WORK REQUEST: Filter this data down to the lines that hold "start", and copy them.

**** SUPPLIED DATA

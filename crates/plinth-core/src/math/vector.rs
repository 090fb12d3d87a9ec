// Copyright 2025 eraflo
//
// Licensed under the Apache License, Version 2.0 (the "License");
// you may not use this file except in compliance with the License.
// You may obtain a copy of the License at
//
//     http://www.apache.org/licenses/LICENSE-2.0
//
// Unless required by applicable law or agreed to in writing, software
// distributed under the License is distributed on an "AS IS" BASIS,
// WITHOUT WARRANTIES OR CONDITIONS OF ANY KIND, either express or implied.
// See the License for the specific language governing permissions and
// limitations under the License.

//! Fixed-size `f32` vectors.

use super::EPSILON;
use serde::{Deserialize, Serialize};
use std::ops::{Add, AddAssign, Div, Mul, MulAssign, Neg, Sub, SubAssign};

/// A 2-component vector, used for texture coordinates and screen-space deltas.
#[derive(
    Debug, Clone, Copy, Default, PartialEq, bytemuck::Pod, bytemuck::Zeroable, Serialize, Deserialize,
)]
#[repr(C)]
pub struct Vec2 {
    /// The x component of the vector.
    pub x: f32,
    /// The y component of the vector.
    pub y: f32,
}

impl Vec2 {
    /// A vector with all components set to `0.0`.
    pub const ZERO: Self = Self::new(0.0, 0.0);

    /// Creates a new `Vec2`.
    #[inline]
    pub const fn new(x: f32, y: f32) -> Self {
        Self { x, y }
    }

    /// Calculates the length (magnitude) of the vector.
    #[inline]
    pub fn length(&self) -> f32 {
        (self.x * self.x + self.y * self.y).sqrt()
    }
}

impl Add for Vec2 {
    type Output = Self;
    #[inline]
    fn add(self, rhs: Self) -> Self {
        Self::new(self.x + rhs.x, self.y + rhs.y)
    }
}

impl Sub for Vec2 {
    type Output = Self;
    #[inline]
    fn sub(self, rhs: Self) -> Self {
        Self::new(self.x - rhs.x, self.y - rhs.y)
    }
}

impl Mul<f32> for Vec2 {
    type Output = Self;
    #[inline]
    fn mul(self, rhs: f32) -> Self {
        Self::new(self.x * rhs, self.y * rhs)
    }
}

/// A 3-component vector for positions, directions, and scales.
#[derive(
    Debug, Clone, Copy, Default, PartialEq, bytemuck::Pod, bytemuck::Zeroable, Serialize, Deserialize,
)]
#[repr(C)]
pub struct Vec3 {
    /// The x component of the vector.
    pub x: f32,
    /// The y component of the vector.
    pub y: f32,
    /// The z component of the vector.
    pub z: f32,
}

impl Vec3 {
    /// A vector with all components set to `0.0`.
    pub const ZERO: Self = Self::new(0.0, 0.0, 0.0);
    /// A vector with all components set to `1.0`.
    pub const ONE: Self = Self::new(1.0, 1.0, 1.0);
    /// The unit vector pointing along the positive X-axis.
    pub const X: Self = Self::new(1.0, 0.0, 0.0);
    /// The unit vector pointing along the positive Y-axis.
    pub const Y: Self = Self::new(0.0, 1.0, 0.0);
    /// The unit vector pointing along the positive Z-axis.
    pub const Z: Self = Self::new(0.0, 0.0, 1.0);

    /// Creates a new `Vec3`.
    #[inline]
    pub const fn new(x: f32, y: f32, z: f32) -> Self {
        Self { x, y, z }
    }

    /// Creates a vector with all three components set to `v`.
    #[inline]
    pub const fn splat(v: f32) -> Self {
        Self::new(v, v, v)
    }

    /// Calculates the squared length of the vector.
    #[inline]
    pub fn length_squared(&self) -> f32 {
        self.dot(*self)
    }

    /// Calculates the length (magnitude) of the vector.
    #[inline]
    pub fn length(&self) -> f32 {
        self.length_squared().sqrt()
    }

    /// Returns the unit-length version of this vector, or [`Vec3::ZERO`] when
    /// the vector is too short to normalize.
    #[inline]
    pub fn normalize(&self) -> Self {
        let len_sq = self.length_squared();
        if len_sq > EPSILON * EPSILON {
            *self * (1.0 / len_sq.sqrt())
        } else {
            Self::ZERO
        }
    }

    /// Calculates the dot product of this vector and another.
    #[inline]
    pub fn dot(&self, other: Self) -> f32 {
        self.x * other.x + self.y * other.y + self.z * other.z
    }

    /// Computes the right-handed cross product.
    #[inline]
    pub fn cross(&self, other: Self) -> Self {
        Self::new(
            self.y * other.z - self.z * other.y,
            self.z * other.x - self.x * other.z,
            self.x * other.y - self.y * other.x,
        )
    }

    /// Euclidean distance between two points.
    #[inline]
    pub fn distance(&self, other: Self) -> f32 {
        (*self - other).length()
    }

    /// Component-wise minimum.
    #[inline]
    pub fn min(self, other: Self) -> Self {
        Self::new(self.x.min(other.x), self.y.min(other.y), self.z.min(other.z))
    }

    /// Component-wise maximum.
    #[inline]
    pub fn max(self, other: Self) -> Self {
        Self::new(self.x.max(other.x), self.y.max(other.y), self.z.max(other.z))
    }

    /// Linear interpolation between `start` and `end`.
    #[inline]
    pub fn lerp(start: Self, end: Self, t: f32) -> Self {
        start + (end - start) * t
    }

    /// Returns the components as an array, for GPU upload.
    #[inline]
    pub fn to_array(self) -> [f32; 3] {
        [self.x, self.y, self.z]
    }
}

impl From<[f32; 3]> for Vec3 {
    #[inline]
    fn from(v: [f32; 3]) -> Self {
        Self::new(v[0], v[1], v[2])
    }
}

impl Add for Vec3 {
    type Output = Self;
    #[inline]
    fn add(self, rhs: Self) -> Self {
        Self::new(self.x + rhs.x, self.y + rhs.y, self.z + rhs.z)
    }
}

impl AddAssign for Vec3 {
    #[inline]
    fn add_assign(&mut self, rhs: Self) {
        *self = *self + rhs;
    }
}

impl Sub for Vec3 {
    type Output = Self;
    #[inline]
    fn sub(self, rhs: Self) -> Self {
        Self::new(self.x - rhs.x, self.y - rhs.y, self.z - rhs.z)
    }
}

impl SubAssign for Vec3 {
    #[inline]
    fn sub_assign(&mut self, rhs: Self) {
        *self = *self - rhs;
    }
}

impl Mul<f32> for Vec3 {
    type Output = Self;
    #[inline]
    fn mul(self, rhs: f32) -> Self {
        Self::new(self.x * rhs, self.y * rhs, self.z * rhs)
    }
}

impl MulAssign<f32> for Vec3 {
    #[inline]
    fn mul_assign(&mut self, rhs: f32) {
        *self = *self * rhs;
    }
}

impl Mul<Vec3> for f32 {
    type Output = Vec3;
    #[inline]
    fn mul(self, rhs: Vec3) -> Vec3 {
        rhs * self
    }
}

/// Component-wise product.
impl Mul<Vec3> for Vec3 {
    type Output = Self;
    #[inline]
    fn mul(self, rhs: Vec3) -> Self {
        Self::new(self.x * rhs.x, self.y * rhs.y, self.z * rhs.z)
    }
}

impl Div<f32> for Vec3 {
    type Output = Self;
    #[inline]
    fn div(self, rhs: f32) -> Self {
        self * (1.0 / rhs)
    }
}

impl Neg for Vec3 {
    type Output = Self;
    #[inline]
    fn neg(self) -> Self {
        Self::new(-self.x, -self.y, -self.z)
    }
}

/// A 4-component vector. Used for homogeneous coordinates and matrix columns.
#[derive(Debug, Clone, Copy, Default, PartialEq, bytemuck::Pod, bytemuck::Zeroable)]
#[repr(C)]
pub struct Vec4 {
    /// The x component of the vector.
    pub x: f32,
    /// The y component of the vector.
    pub y: f32,
    /// The z component of the vector.
    pub z: f32,
    /// The w component of the vector.
    pub w: f32,
}

impl Vec4 {
    /// A vector with all components set to `0.0`.
    pub const ZERO: Self = Self::new(0.0, 0.0, 0.0, 0.0);
    /// The unit vector along X.
    pub const X: Self = Self::new(1.0, 0.0, 0.0, 0.0);
    /// The unit vector along Y.
    pub const Y: Self = Self::new(0.0, 1.0, 0.0, 0.0);
    /// The unit vector along Z.
    pub const Z: Self = Self::new(0.0, 0.0, 1.0, 0.0);
    /// The unit vector along W.
    pub const W: Self = Self::new(0.0, 0.0, 0.0, 1.0);

    /// Creates a new `Vec4`.
    #[inline]
    pub const fn new(x: f32, y: f32, z: f32, w: f32) -> Self {
        Self { x, y, z, w }
    }

    /// Extends a `Vec3` with a `w` component.
    #[inline]
    pub fn from_vec3(v: Vec3, w: f32) -> Self {
        Self::new(v.x, v.y, v.z, w)
    }

    /// Drops the `w` component.
    #[inline]
    pub fn truncate(&self) -> Vec3 {
        Vec3::new(self.x, self.y, self.z)
    }

    /// Calculates the dot product of this vector and another.
    #[inline]
    pub fn dot(&self, other: Self) -> f32 {
        self.x * other.x + self.y * other.y + self.z * other.z + self.w * other.w
    }

    /// Returns the component at `index` (0 = x .. 3 = w).
    ///
    /// # Panics
    /// Panics if `index` is greater than 3.
    #[inline]
    pub fn get(&self, index: usize) -> f32 {
        match index {
            0 => self.x,
            1 => self.y,
            2 => self.z,
            3 => self.w,
            _ => panic!("Vec4 index out of bounds: {index}"),
        }
    }

    /// Returns the components as an array, for GPU upload.
    #[inline]
    pub fn to_array(self) -> [f32; 4] {
        [self.x, self.y, self.z, self.w]
    }
}

impl Add for Vec4 {
    type Output = Self;
    #[inline]
    fn add(self, rhs: Self) -> Self {
        Self::new(self.x + rhs.x, self.y + rhs.y, self.z + rhs.z, self.w + rhs.w)
    }
}

impl Mul<f32> for Vec4 {
    type Output = Self;
    #[inline]
    fn mul(self, rhs: f32) -> Self {
        Self::new(self.x * rhs, self.y * rhs, self.z * rhs, self.w * rhs)
    }
}

#[cfg(test)]
mod tests {
    use super::*;
    use approx::assert_relative_eq;

    #[test]
    fn cross_product_is_right_handed() {
        assert_eq!(Vec3::X.cross(Vec3::Y), Vec3::Z);
        assert_eq!(Vec3::Y.cross(Vec3::Z), Vec3::X);
        assert_eq!(Vec3::Z.cross(Vec3::X), Vec3::Y);
    }

    #[test]
    fn normalize_zero_vector_stays_zero() {
        assert_eq!(Vec3::ZERO.normalize(), Vec3::ZERO);
        let n = Vec3::new(3.0, 4.0, 0.0).normalize();
        assert_relative_eq!(n.length(), 1.0, epsilon = 1e-6);
        assert_relative_eq!(n.x, 0.6, epsilon = 1e-6);
    }

    #[test]
    fn component_min_max() {
        let a = Vec3::new(1.0, -2.0, 3.0);
        let b = Vec3::new(-1.0, 2.0, 0.5);
        assert_eq!(a.min(b), Vec3::new(-1.0, -2.0, 0.5));
        assert_eq!(a.max(b), Vec3::new(1.0, 2.0, 3.0));
    }

    #[test]
    fn vec4_truncate_and_get() {
        let v = Vec4::from_vec3(Vec3::new(1.0, 2.0, 3.0), 4.0);
        assert_eq!(v.truncate(), Vec3::new(1.0, 2.0, 3.0));
        assert_eq!(v.get(3), 4.0);
        assert_eq!(v.dot(Vec4::W), 4.0);
    }
}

********

RESULT FOR THIS EXERCISE:
    /// Linear interpolation between `start` and `end`.
    pub fn lerp(start: Self, end: Self, t: f32) -> Self {
        start + (end - start) * t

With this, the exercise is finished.